Libia: proviamo a capire che cosa sta succedendo

Che cosa sta succedendo in Libia? Alle porte della capitale Tripoli sono ripresi nuovi scontri tra le milizie che da anni, ormai, si fronteggiano per il controllo della nazione. La zona sud della capitale è stata attaccata da truppe vicine al generale Khalifa Haftar che da tempo controlla il territorio libico orientale. Haftar, sostenuto ufficiosamente da Macron, si contende il territorio con Fayez al Serraj, primo ministro del governo di accordo nazionale, appoggiato dall’ONU e dal governo italiano.
Dopo una settimana di scontri, di appelli per la pace e di morti, pare essere stato raggiunto un accordo per il cessate il fuoco, grazie alla mediazione del segretario generale delle Nazioni Unite, Ghassan Salamè. L’accordo prevede di assicurare la protezione dei civili, nonostante in questa settimana scarsa di combattimenti i morti sono almeno 61 civili e più di 200 sono i feriti.
Intanto il primo ministro Serraj ha dichiarato lo stato di emergenza. Gran parte della popolazione di Tripoli è senza acqua e scarseggiano elettricità e benzina.
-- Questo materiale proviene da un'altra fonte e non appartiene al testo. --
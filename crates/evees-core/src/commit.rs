//! Commits: immutable, content-addressed history nodes.
//!
//! `parents_ids` forms a DAG; more than one parent only ever results from a
//! merge. `forking` optionally points at a commit this one supersedes, so a
//! merge can skip a fork stub to the latest non-fork commit.

use evees_cas::{derive_typed, CasError, Cid, CidConfig, Entity};
use serde::{Deserialize, Serialize};
use serde_json::Value;

/// An immutable snapshot referencing parent commits and one data object.
#[derive(Clone, Debug, PartialEq, Eq, Serialize, Deserialize)]
#[serde(rename_all = "camelCase")]
pub struct Commit {
    pub creators_ids: Vec<String>,
    pub timestamp: u64,
    #[serde(skip_serializing_if = "Option::is_none")]
    pub message: Option<String>,
    pub parents_ids: Vec<Cid>,
    pub data_id: Cid,
    #[serde(skip_serializing_if = "Option::is_none")]
    pub forking: Option<Cid>,
}

impl Commit {
    /// Structural recognizer: a commit carries `dataId` and `parentsIds`.
    pub fn matches(value: &Value) -> bool {
        value.get("dataId").map_or(false, Value::is_string)
            && value.get("parentsIds").map_or(false, Value::is_array)
    }

    /// True for history roots.
    pub fn is_root(&self) -> bool {
        self.parents_ids.is_empty()
    }

    /// Hash this commit into a content-addressed entity.
    pub fn derive(&self, config: &CidConfig) -> Result<Entity, CasError> {
        derive_typed(self, config)
    }
}

/// Builder for commits.
#[derive(Clone, Debug, Default)]
pub struct CommitBuilder {
    creators_ids: Vec<String>,
    timestamp: u64,
    message: Option<String>,
    parents_ids: Vec<Cid>,
    data_id: Option<Cid>,
    forking: Option<Cid>,
}

impl CommitBuilder {
    pub fn new() -> Self {
        Self::default()
    }

    pub fn with_creator(mut self, creator: impl Into<String>) -> Self {
        self.creators_ids.push(creator.into());
        self
    }

    pub fn with_timestamp(mut self, timestamp: u64) -> Self {
        self.timestamp = timestamp;
        self
    }

    pub fn with_message(mut self, message: impl Into<String>) -> Self {
        self.message = Some(message.into());
        self
    }

    pub fn with_parents(mut self, parents: Vec<Cid>) -> Self {
        self.parents_ids = parents;
        self
    }

    pub fn with_parent(mut self, parent: Cid) -> Self {
        self.parents_ids.push(parent);
        self
    }

    pub fn with_data(mut self, data_id: Cid) -> Self {
        self.data_id = Some(data_id);
        self
    }

    pub fn with_forking(mut self, forking: Cid) -> Self {
        self.forking = Some(forking);
        self
    }

    /// Build the commit. Panics if no data id was set; every commit must
    /// reference a data object.
    pub fn build(self) -> Commit {
        Commit {
            creators_ids: self.creators_ids,
            timestamp: self.timestamp,
            message: self.message,
            parents_ids: self.parents_ids,
            data_id: self.data_id.expect("commit requires a data id"),
            forking: self.forking,
        }
    }
}

#[cfg(test)]
mod tests {
    use super::*;
    use serde_json::json;

    fn data_cid(label: &[u8]) -> Cid {
        CidConfig::default().hash(label)
    }

    #[test]
    fn test_commit_id_deterministic() {
        let commit = CommitBuilder::new()
            .with_creator("alice")
            .with_timestamp(1)
            .with_data(data_cid(b"data"))
            .build();
        let config = CidConfig::default();
        assert_eq!(
            commit.derive(&config).unwrap().id,
            commit.derive(&config).unwrap().id
        );
    }

    #[test]
    fn test_id_changes_with_parents() {
        let config = CidConfig::default();
        let root = CommitBuilder::new()
            .with_creator("alice")
            .with_timestamp(1)
            .with_data(data_cid(b"data"))
            .build();
        let root_id = root.derive(&config).unwrap().id;

        let child = CommitBuilder::new()
            .with_creator("alice")
            .with_timestamp(2)
            .with_parent(root_id)
            .with_data(data_cid(b"data"))
            .build();
        assert_ne!(root_id, child.derive(&config).unwrap().id);
        assert!(root.is_root());
        assert!(!child.is_root());
    }

    #[test]
    fn test_structural_recognition() {
        let commit = CommitBuilder::new()
            .with_timestamp(1)
            .with_data(data_cid(b"d"))
            .build();
        let value = serde_json::to_value(&commit).unwrap();
        assert!(Commit::matches(&value));
        assert!(!Commit::matches(&json!({"remote": "r", "context": "c"})));
    }

    #[test]
    fn test_forking_field_roundtrip() {
        let target = data_cid(b"target");
        let commit = CommitBuilder::new()
            .with_timestamp(1)
            .with_data(data_cid(b"d"))
            .with_forking(target)
            .build();
        let value = serde_json::to_value(&commit).unwrap();
        let back: Commit = serde_json::from_value(value).unwrap();
        assert_eq!(back.forking, Some(target));
    }
}
//! Perspectives and their mutable details.
//!
//! A perspective is a named, content-addressed pointer-root, like a git
//! branch: the structural object is immutable once hashed, while its `head`
//! (a commit id) is tracked externally by a remote and moved through
//! `update_perspective`.

use evees_cas::{derive_typed, CasError, CidConfig, Entity};
use evees_cas::Cid;
use serde::{Deserialize, Serialize};
use serde_json::Value;
use std::time::{SystemTime, UNIX_EPOCH};

/// The immutable structural object of a perspective.
///
/// Identified by its content hash. The `context` groups perspectives that
/// represent "the same" logical branch-point across independent forks: ids
/// differ per creator and timestamp, context stays stable.
#[derive(Clone, Debug, PartialEq, Eq, Serialize, Deserialize)]
#[serde(rename_all = "camelCase")]
pub struct Perspective {
    pub remote: String,
    #[serde(skip_serializing_if = "Option::is_none")]
    pub path: Option<String>,
    pub creator_id: String,
    pub context: String,
    pub timestamp: u64,
    #[serde(skip_serializing_if = "Option::is_none")]
    pub meta: Option<Value>,
}

impl Perspective {
    /// Structural recognizer: a perspective is an object carrying `remote`,
    /// `context` and `creatorId` fields. No type tag is stored.
    pub fn matches(value: &Value) -> bool {
        value.get("remote").map_or(false, Value::is_string)
            && value.get("context").map_or(false, Value::is_string)
            && value.get("creatorId").map_or(false, Value::is_string)
    }

    /// Hash this perspective into a content-addressed entity.
    pub fn derive(&self, config: &CidConfig) -> Result<Entity, CasError> {
        derive_typed(self, config)
    }
}

/// The mutable association `perspective id -> head commit id`, owned by a
/// remote or client layer. Not content-addressed.
#[derive(Clone, Debug, Default, PartialEq, Eq, Serialize, Deserialize)]
#[serde(rename_all = "camelCase")]
pub struct PerspectiveDetails {
    #[serde(skip_serializing_if = "Option::is_none")]
    pub head_id: Option<Cid>,
    #[serde(skip_serializing_if = "Option::is_none")]
    pub can_update: Option<bool>,
}

impl PerspectiveDetails {
    pub fn with_head(head_id: Cid) -> Self {
        PerspectiveDetails {
            head_id: Some(head_id),
            can_update: None,
        }
    }
}

/// A batch of pre-fetched related state returned alongside a primary read,
/// so layered clients can warm their caches in one round trip.
#[derive(Clone, Debug, Default, PartialEq, Serialize, Deserialize)]
pub struct Slice {
    pub entities: Vec<Entity>,
    pub perspectives: Vec<SlicePerspective>,
}

/// A perspective's details carried inside a [`Slice`].
#[derive(Clone, Debug, PartialEq, Serialize, Deserialize)]
#[serde(rename_all = "camelCase")]
pub struct SlicePerspective {
    pub id: Cid,
    pub details: PerspectiveDetails,
}

/// Result of reading a perspective through a client or remote.
#[derive(Clone, Debug, Default, PartialEq, Serialize, Deserialize)]
pub struct PerspectiveGetResult {
    pub details: PerspectiveDetails,
    #[serde(skip_serializing_if = "Option::is_none")]
    pub slice: Option<Slice>,
}

impl PerspectiveGetResult {
    pub fn of(details: PerspectiveDetails) -> Self {
        PerspectiveGetResult {
            details,
            slice: None,
        }
    }
}

/// Milliseconds since the unix epoch, for perspective and commit timestamps.
pub fn now_timestamp() -> u64 {
    SystemTime::now()
        .duration_since(UNIX_EPOCH)
        .map(|d| d.as_millis() as u64)
        .unwrap_or(0)
}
Con gli scontri avvenuti nella capitale si è intensificato il dramma per i migranti. Infatti oltre 500 persone sono riuscite a fuggire dal campo di detenzione situato nei pressi dell’aeroporto di Tripoli, sede dei principali combattimenti di questa settimana. La stampa locale ha pubblicato fotografie che ritraggono i migranti fuggire. Una tragedia, per queste persone, di cui non si vede la fine.

Al centro della contesa vi è, ovviamente, la Libia con il suo territorio ricco di risorse e di materie prime, gas e petrolio.
Dopo la caduta di Muhammar Gheddafi, avvenuta nel 2011, ad opera dei francesi, la Libia è piombata nel caos. Centinaia di gruppi e tribù, che prima erano tenute sotto stretto controllo dal Dittatore, si sono rivoltate e, sostenute ufficiosamente dai governi europei, hanno dato il via a una guerra civile che sembra non cessare mai. All’interno di questo caos, ha trovato linfa vitale il commercio del greggio europeo: basti pensare che ENI, la più importante azienda energetica italiana, è stata l’unica società internazionale capace di produrre e distribuire petrolio e che, nel frattempo, la Total (principale azienda energetica francese) dalla scorsa primavera ha ripreso ad espandersi sul territorio libico, acquistando società per la produzione di greggio.

La situazione libica è evidentemente una questione europea; non a caso il 29 Maggio scorso Macron organizzò a Parigi un incontro (escludendo l’Italia) con i due principali leader libici, Serraj e Haftar, nel quale si decise di indire nuove elezioni per il 10 Dicembre. Immaginare elezioni democratiche in un paese dove predominano da anni interessi così importanti è assai difficile, ogni contendente vuole la sua fetta di torta. Quindi nemmeno la prospettiva di elezioni, più o meno democratiche, ha posto fine alla guerra.

Sulla questione libica ci sono poche certezze. Probabilmente solo due: la guerra civile avrà termine quando tutti i governi occidentali avranno trovato un intesa per assicurasi la protezione dei loro interessi economici; e, in ultimo, in Libia non comandano i libici. Anzi, la popolazione vale, come al solito e come sempre, un cazzo di niente.